The objectives of the campaign were:

  • to raise awareness that racism and race inequality are still problems in the UK;
  • to encourage people to make changes to their behaviour, at an individual, organisational or institutional level to further race equality;
  • to publicly share the pledges for action so that they hold the pledger to account and to spread practical ideas about how to tackle racism.

Runnymede Trust is a race equality thinktank, established in 1968. Throughout its history, Runnymede has been producing evidence and analysis about how to make Britain a more racially just society. The End Racism This Generation campaign represented a shift in approach for Runnymede.
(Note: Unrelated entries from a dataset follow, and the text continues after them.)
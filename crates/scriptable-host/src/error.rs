use scriptable_api::ScriptError;

use crate::config::ConfigLoadError;

#[derive(Debug, thiserror::Error)]
pub enum HostError {
    #[error(transparent)]
    Script(#[from] ScriptError),

    #[error("unknown component id `{id}`")]
    UnknownComponent { id: String },

    #[error(transparent)]
    Config(#[from] ConfigLoadError),
}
Although the messaging for the campaign was firmly evidence-based, the activities involved much more outreach, more public-facing work and more focus on encouraging practical action through movement-building and network-building.

The End Racism This Generation campaign built on learnings from a previous Runnymede project, Generation 3.0, which explored changing attitudes to race and racism by creating spaces for older and younger people to share their experiences and views on how we might end racism in a generation.

The main funding of the campaign was from a European Commission Anti-Discrimination Progress Action Grant, running from June 2013 to May 2014. Co-funding for this grant was provided by the Robert Gavron Trust. Smaller and in-kind donations were given by B3 Living, The Red Room, Unison South West and the Women’s Resource Centre.

The End Racism This Generation campaign was originally envisioned as a three-year long campaign, with the intention to secure funding for the second and third years during the first year that was funded with the European Commission grant.

As well as a general public audience, the campaign targeted some specific groups and sectors to encourage practical action to tackle race inequality. These were: young people, teachers and youth workers, NGOs, small and medium businesses, local government officials and heath professionals.

Campaign activities during the year included:

  • the building of a campaign website to capture pledges for action: www.end-racism.org
  • online and offline events, some targeting specific sectors
  • the production of films exploring the intersectionality between different types of discrimination: race and gender, race and age, race and sexuality, race and religion and race and disability.
  • the formation of Advisory Groups
  • surveys of attitudes to race issues across different ethnic groups
  • production of case studies showing how action to tackle racism can have practical impacts
  • the launch of a race blog site called Race Card: www.racecard.org.uk
  • dissemination of campaign messages through social media
  • structured email communications to supporters

The campaign achieved impressive reach – with people seeing campaign messaging over 6 million times – and built a supporter base of nearly 20,000 individuals and nearly 500 organisations.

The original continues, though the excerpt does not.